Salzman’s nephew was diagnosed with cerebral adrenoleukodystrophy (cALD), an X-linked metabolic disorder occurring in about 1 in 21,000 boys. cALD is also known as Lorenzo’s oil disease, based on the 1992 movie of the same name, in which Susan Sarandon and Nick Nolte play parents searching for a treatment for their son. The case of Salzman’s nephew started like many others of children with rare disease—with a diagnostic odyssey. The family was left with few treatment options; stem cell transplants are possible but require a suitable matched donor for the host (which FDA estimates is 30% of patients.)
The family came together to form the Stop ALD Foundation. After connecting with subject matter experts, they found that this disease was ripe for gene replacement therapy, which is what Salzman and her family set out to make happen.
The gene therapy for ALD (named eli-cel) was first developed by a company called Cell Genesys (which merged with BioSante in 2009) in the early 2000s. Salzman wove a story, spanning the past two decades, full of both roadblocks and successes. For example, a blow came in 2003, when the FDA halted all gene therapy trials that use retroviral vectors for delivery into bone marrow stem cells. The decision was a response to the news that a gene therapy for X-linked severe combined immune deficiency disorder (SCID) resulted in leukemia for two boys in a gene therapy trial in France. But there were hopeful milestones as well. For example, in 2006, gene therapy stopped the progression of ALD in two 7-year-old boys in a trial in France—the first time that a lentiviral vector treatment was ever used in humans who did not already have HIV infection. Bluebird Bio, founded in 2010, picked up the torch on eli-cel, filing an IND in 2013.
Salzman’s story ended on a hopeful note: the approval of Skysona by the FDA on September 16, 2022—the first and only approved gene therapy that slows the progression of neurologic dysfunction in boys with early, active cALD‑on.
However, the process took too long to save the life of her own nephew, who passed away in 2004. And, because Bluebird Bio closed their operations in Europe, citing financial reasons, boys in Europe have lost access to the drug. Salzman asserts that the cost of goods sold (COGS) have played a critical adverse role in these outcomes—not an uncommon sentiment from those in the bioprocessing world.
Salzman’s conclusions were less a summary of her talk and more of a call to action. First, she said, “the impossible is possible.” In her own experience, advocacy drove partnerships and alliances to advance science and technology that was otherwise siloed. Also, urgency leads to more rapid innovation. She added that the financial toxicity, and those related barriers, will increase over time. And, that COGS are a key contributor to this.
“There has to be a sense of urgency,” Salzman said, because urgency results in accelerated innovation timelines. (One need look no further than the quick progress made in COVID-19 for proof.) And, lastly, Salzman implored the audience to remember the patients: show their photos, talk to their families, and, above all, have the same sense of urgency that they do.

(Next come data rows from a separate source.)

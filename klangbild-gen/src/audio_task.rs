//! Secondary audio synthesis stage
//!
//! After a successful remote-backend run the controller hands the analysis to
//! [`AudioTaskPool::schedule`]. The task runs detached from the request that
//! triggered it and only ever writes `musicStatus`, `generatedAudio` and the
//! music error; the main pipeline fields are out of its reach.
//!
//! Concurrency is bounded by a semaphore sized from configuration. A task
//! waiting for a permit is queued (`musicStatus = IDLING`). Each task gets a
//! cancellation token that nothing triggers by default.

use futures::FutureExt;
use klangbild_common::events::{EventBus, KlangbildEvent};
use klangbild_common::StatusCode;
use std::any::Any;
use std::io::Cursor;
use std::panic::AssertUnwindSafe;
use std::sync::Arc;
use tokio::sync::Semaphore;
use tokio::task::JoinHandle;
use tokio_util::sync::CancellationToken;
use tokio_util::task::TaskTracker;
use uuid::Uuid;

use crate::error::StageError;
use crate::models::{MusicTransition, TransactionError};
use crate::services::{AudioClip, MusicModel, MusicRequest};
use crate::store::TransactionStore;

/// Prompt for music generation
pub fn music_prompt(analysis_text: &str) -> String {
    format!(
        "Musikstück basierend auf einer Partitur mit folgenden Elementen und Eigenschaften: {}",
        analysis_text
    )
}

/// Encode mono samples as a 32-bit float WAV file
pub fn encode_wav(clip: &AudioClip) -> Result<Vec<u8>, hound::Error> {
    let spec = hound::WavSpec {
        channels: 1,
        sample_rate: clip.sample_rate,
        bits_per_sample: 32,
        sample_format: hound::SampleFormat::Float,
    };

    let mut buffer = Vec::new();
    {
        let mut writer = hound::WavWriter::new(Cursor::new(&mut buffer), spec)?;
        for sample in &clip.samples {
            writer.write_sample(*sample)?;
        }
        writer.finalize()?;
    }
    Ok(buffer)
}

pub(crate) fn panic_message(payload: &(dyn Any + Send)) -> String {
    if let Some(msg) = payload.downcast_ref::<&str>() {
        msg.to_string()
    } else if let Some(msg) = payload.downcast_ref::<String>() {
        msg.clone()
    } else {
        "task panicked".to_string()
    }
}

fn store_error(err: impl std::fmt::Display) -> StageError {
    StageError::AudioSynthesis(err.to_string())
}

/// Handle to one scheduled audio task
///
/// Dropping the handle neither cancels nor joins the task.
pub struct AudioTaskHandle {
    transaction_id: Uuid,
    cancel: CancellationToken,
    join: JoinHandle<StatusCode>,
}

impl AudioTaskHandle {
    pub fn transaction_id(&self) -> Uuid {
        self.transaction_id
    }

    /// Request cancellation; the task ends with `musicStatus = ERROR`
    pub fn cancel(&self) {
        self.cancel.cancel();
    }

    pub fn cancellation_token(&self) -> CancellationToken {
        self.cancel.clone()
    }

    pub fn is_finished(&self) -> bool {
        self.join.is_finished()
    }

    /// Wait for the task and return its final music status
    pub async fn wait(self) -> StatusCode {
        self.join.await.unwrap_or(StatusCode::Error)
    }
}

/// Bounded pool running audio synthesis tasks
#[derive(Clone)]
pub struct AudioTaskPool {
    store: TransactionStore,
    model: Arc<dyn MusicModel>,
    permits: Arc<Semaphore>,
    tracker: TaskTracker,
    event_bus: EventBus,
}

impl AudioTaskPool {
    /// `max_concurrent` below 1 is raised to 1
    pub fn new(
        store: TransactionStore,
        model: Arc<dyn MusicModel>,
        max_concurrent: usize,
        event_bus: EventBus,
    ) -> Self {
        Self {
            store,
            model,
            permits: Arc::new(Semaphore::new(max_concurrent.max(1))),
            tracker: TaskTracker::new(),
            event_bus,
        }
    }

    /// Queue audio synthesis for a transaction
    ///
    /// Marks the transaction's music stage as queued, then spawns the task on
    /// the current tokio runtime. On error the music stage is already marked
    /// queued; the caller records the failure with [`Self::record_failure`].
    pub fn schedule(
        &self,
        transaction_id: Uuid,
        analysis_text: String,
    ) -> Result<AudioTaskHandle, StageError> {
        let transition = self
            .store
            .update(transaction_id, |tx| tx.transition_music_to(StatusCode::Idling))
            .map_err(|e| StageError::Scheduling(e.to_string()))?
            .map_err(|e| StageError::Scheduling(e.to_string()))?;
        self.emit(transition);

        if self.tracker.is_closed() {
            return Err(StageError::Scheduling(
                "audio task pool is shut down".to_string(),
            ));
        }
        let runtime = tokio::runtime::Handle::try_current()
            .map_err(|e| StageError::Scheduling(e.to_string()))?;

        let cancel = CancellationToken::new();
        let pool = self.clone();
        let token = cancel.clone();
        let join = self.tracker.spawn_on(
            async move { pool.run(transaction_id, analysis_text, token).await },
            &runtime,
        );

        tracing::info!(transaction_id = %transaction_id, "Music generation scheduled");

        Ok(AudioTaskHandle {
            transaction_id,
            cancel,
            join,
        })
    }

    /// Mark the music stage of a transaction as failed
    ///
    /// A stage that was never queued is queued first so the recorded
    /// sequence stays `IDLING → ERROR`.
    pub fn record_failure(&self, transaction_id: Uuid, error: &StageError) {
        let info = error.to_error_info();
        let result = self.store.update(transaction_id, |tx| {
            let mut transitions = Vec::with_capacity(2);
            if tx.music_status().is_none() {
                transitions.push(tx.transition_music_to(StatusCode::Idling)?);
            }
            transitions.push(tx.fail_music(info)?);
            Ok::<_, TransactionError>(transitions)
        });

        match result {
            Ok(Ok(transitions)) => transitions.into_iter().for_each(|t| self.emit(t)),
            Ok(Err(e)) => tracing::warn!(
                transaction_id = %transaction_id,
                error = %e,
                "Could not record music failure"
            ),
            Err(e) => tracing::warn!(transaction_id = %transaction_id, error = %e, "Could not record music failure"),
        }
    }

    /// Tasks spawned and not yet finished
    pub fn in_flight(&self) -> usize {
        self.tracker.len()
    }

    /// Permits currently free
    pub fn available_permits(&self) -> usize {
        self.permits.available_permits()
    }

    /// Stop accepting tasks and wait for the in-flight ones
    pub async fn shutdown(&self) {
        self.tracker.close();
        tracing::info!(in_flight = self.tracker.len(), "Waiting for audio tasks");
        self.tracker.wait().await;
    }

    async fn run(self, transaction_id: Uuid, analysis_text: String, cancel: CancellationToken) -> StatusCode {
        tracing::info!(transaction_id = %transaction_id, "Starting music generation");

        let outcome = AssertUnwindSafe(self.execute(transaction_id, &analysis_text, &cancel))
            .catch_unwind()
            .await
            .unwrap_or_else(|panic| Err(StageError::AudioSynthesis(panic_message(&*panic))));

        match outcome {
            Ok(()) => {
                tracing::info!(transaction_id = %transaction_id, "Music generation done");
                StatusCode::Success
            }
            Err(e) => {
                tracing::error!(
                    transaction_id = %transaction_id,
                    error = %e,
                    "Caught error while generating music"
                );
                self.record_failure(transaction_id, &e);
                StatusCode::Error
            }
        }
    }

    async fn execute(
        &self,
        transaction_id: Uuid,
        analysis_text: &str,
        cancel: &CancellationToken,
    ) -> Result<(), StageError> {
        let _permit = tokio::select! {
            biased;
            _ = cancel.cancelled() => return Err(StageError::Cancelled),
            permit = self.permits.clone().acquire_owned() => {
                permit.map_err(|e| StageError::Scheduling(e.to_string()))?
            }
        };

        let transition = self
            .store
            .update(transaction_id, |tx| tx.transition_music_to(StatusCode::RunningGeneration))
            .map_err(store_error)?
            .map_err(store_error)?;
        self.emit(transition);

        let prompt = music_prompt(analysis_text);
        let clip = tokio::select! {
            biased;
            _ = cancel.cancelled() => return Err(StageError::Cancelled),
            clip = self.model.generate(MusicRequest::new(&prompt)) => clip?,
        };

        if clip.sample_rate == 0 {
            return Err(StageError::AudioSynthesis("sample rate is zero".to_string()));
        }
        let wav = encode_wav(&clip).map_err(store_error)?;

        let transition = self
            .store
            .update(transaction_id, |tx| tx.complete_with_audio(wav))
            .map_err(store_error)?
            .map_err(store_error)?;
        self.emit(transition);

        Ok(())
    }

    fn emit(&self, transition: MusicTransition) {
        self.event_bus.emit_lossy(KlangbildEvent::MusicStatusChanged {
            transaction_id: transition.transaction_id,
            old_status: transition.old_status,
            new_status: transition.new_status,
            timestamp: transition.transitioned_at,
        });
    }
}

#[cfg(test)]
mod tests {
    use super::*;

    #[test]
    fn test_music_prompt_embeds_analysis() {
        let prompt = music_prompt("Rot (oben): hoch;");
        assert!(prompt.starts_with("Musikstück basierend auf einer Partitur"));
        assert!(prompt.ends_with("Rot (oben): hoch;"));
    }

    #[test]
    fn test_encode_wav_header_and_samples() {
        let clip = AudioClip {
            samples: vec![0.0, 0.5, -0.5, 1.0],
            sample_rate: 32_000,
        };
        let wav = encode_wav(&clip).unwrap();
        assert_eq!(&wav[0..4], b"RIFF");
        assert_eq!(&wav[8..12], b"WAVE");

        let mut reader = hound::WavReader::new(Cursor::new(wav)).unwrap();
        let spec = reader.spec();
        assert_eq!(spec.sample_rate, 32_000);
        assert_eq!(spec.channels, 1);
        assert_eq!(spec.sample_format, hound::SampleFormat::Float);

        let samples: Vec<f32> = reader.samples::<f32>().map(|s| s.unwrap()).collect();
        assert_eq!(samples, clip.samples);
    }

    #[test]
    fn test_panic_message_extraction() {
        let payload: Box<dyn Any + Send> = Box::new("model exploded");
        assert_eq!(panic_message(&*payload), "model exploded");

        let payload: Box<dyn Any + Send> = Box::new(String::from("owned"));
        assert_eq!(panic_message(&*payload), "owned");

        let payload: Box<dyn Any + Send> = Box::new(42u8);
        assert_eq!(panic_message(&*payload), "task panicked");
    }
}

I will keep Salzman’s words in mind as I attend and cover BPI next week. Some of the gene therapy talks that I don’t want to miss will be the Tuesday morning keynote address by Tim Hunt, the CEO of the Alliance for Regenerative Medicine on the “State of the Industry and Future Perspectives for Cell and Gene Therapies.” Also, the talks by Rachel Legmann, the senior director of technology, gene therapy, Repligen and Ryan Bartock at Spark Therapeutics, who will speak on “Addressing the Challenges of Transferring and Manufacturing Gene Therapies Externally and At-Scale.”
Clive Glover, PhD, from Cytiva, will be presenting a talk titled, “Genomic Medicine Keeps Innovating. Manufacturing Should Too.” And, focusing on AAV, Yatindra Tirunagari from Rentschler Biopharma, will talk about “How Novel Tools Can Accelerate AAV Development Timelines.”
I am looking forward to learning, making connections, and continuing to cover the work going on in the field—all with a sense of urgency.